Stored items
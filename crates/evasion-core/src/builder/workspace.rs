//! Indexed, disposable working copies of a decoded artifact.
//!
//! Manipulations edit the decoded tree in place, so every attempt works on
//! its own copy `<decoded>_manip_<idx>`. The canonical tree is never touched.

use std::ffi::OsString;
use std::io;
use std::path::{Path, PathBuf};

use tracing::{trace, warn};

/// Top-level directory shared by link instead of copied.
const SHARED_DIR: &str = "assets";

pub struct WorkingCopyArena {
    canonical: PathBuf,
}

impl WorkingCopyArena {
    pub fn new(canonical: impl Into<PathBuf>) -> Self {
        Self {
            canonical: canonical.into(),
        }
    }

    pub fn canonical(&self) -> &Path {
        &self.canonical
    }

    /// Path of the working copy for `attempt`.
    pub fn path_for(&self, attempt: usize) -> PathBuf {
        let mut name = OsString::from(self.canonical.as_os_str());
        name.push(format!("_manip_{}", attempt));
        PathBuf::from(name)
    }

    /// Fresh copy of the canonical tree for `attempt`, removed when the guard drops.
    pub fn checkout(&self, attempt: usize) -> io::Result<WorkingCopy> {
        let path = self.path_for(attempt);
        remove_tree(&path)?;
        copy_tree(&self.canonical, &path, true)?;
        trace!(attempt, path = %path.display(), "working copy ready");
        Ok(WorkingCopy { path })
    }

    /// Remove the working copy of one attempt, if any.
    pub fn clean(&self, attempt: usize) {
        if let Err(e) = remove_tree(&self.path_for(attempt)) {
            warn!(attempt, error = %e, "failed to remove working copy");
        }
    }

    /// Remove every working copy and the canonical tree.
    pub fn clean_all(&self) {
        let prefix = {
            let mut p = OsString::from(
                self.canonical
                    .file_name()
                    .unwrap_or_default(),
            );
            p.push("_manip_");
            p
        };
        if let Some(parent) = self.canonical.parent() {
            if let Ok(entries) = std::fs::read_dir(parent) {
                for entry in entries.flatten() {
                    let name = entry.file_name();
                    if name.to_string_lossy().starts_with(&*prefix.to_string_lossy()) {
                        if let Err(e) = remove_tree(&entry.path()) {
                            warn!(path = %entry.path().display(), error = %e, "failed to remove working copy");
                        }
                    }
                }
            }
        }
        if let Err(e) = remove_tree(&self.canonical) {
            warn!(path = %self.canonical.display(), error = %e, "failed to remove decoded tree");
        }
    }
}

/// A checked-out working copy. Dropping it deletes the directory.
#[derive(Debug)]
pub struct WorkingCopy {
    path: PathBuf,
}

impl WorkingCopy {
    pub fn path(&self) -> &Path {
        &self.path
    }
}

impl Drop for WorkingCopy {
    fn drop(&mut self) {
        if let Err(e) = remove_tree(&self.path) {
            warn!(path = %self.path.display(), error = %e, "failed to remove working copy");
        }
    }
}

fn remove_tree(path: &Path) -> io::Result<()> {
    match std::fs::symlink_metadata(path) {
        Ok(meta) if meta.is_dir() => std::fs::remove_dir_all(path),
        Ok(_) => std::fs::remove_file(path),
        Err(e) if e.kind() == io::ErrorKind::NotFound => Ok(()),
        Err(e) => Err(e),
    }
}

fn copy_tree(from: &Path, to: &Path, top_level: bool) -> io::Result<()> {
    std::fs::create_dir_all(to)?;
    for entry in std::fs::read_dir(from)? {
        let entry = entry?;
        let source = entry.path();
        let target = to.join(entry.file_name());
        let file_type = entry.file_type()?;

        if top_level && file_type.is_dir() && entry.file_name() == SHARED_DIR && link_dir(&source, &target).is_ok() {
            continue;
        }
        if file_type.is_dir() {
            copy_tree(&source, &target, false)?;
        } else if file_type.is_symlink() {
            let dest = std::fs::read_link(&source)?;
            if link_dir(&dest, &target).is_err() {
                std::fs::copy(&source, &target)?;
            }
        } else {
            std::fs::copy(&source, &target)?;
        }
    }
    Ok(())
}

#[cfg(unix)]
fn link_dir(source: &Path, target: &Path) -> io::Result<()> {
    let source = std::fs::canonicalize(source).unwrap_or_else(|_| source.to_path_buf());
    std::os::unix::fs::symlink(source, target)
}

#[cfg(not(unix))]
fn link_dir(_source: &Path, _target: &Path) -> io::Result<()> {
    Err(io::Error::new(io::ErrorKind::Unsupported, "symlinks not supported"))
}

> AIM OF THE EXERCISE: Among the lines of the preceding data, which ones hold the word "impl"? List them.

> RESPONSE AREA:
impl WorkingCopyArena {
    pub fn new(canonical: impl Into<PathBuf>) -> Self {
impl WorkingCopy {
impl Drop for WorkingCopy {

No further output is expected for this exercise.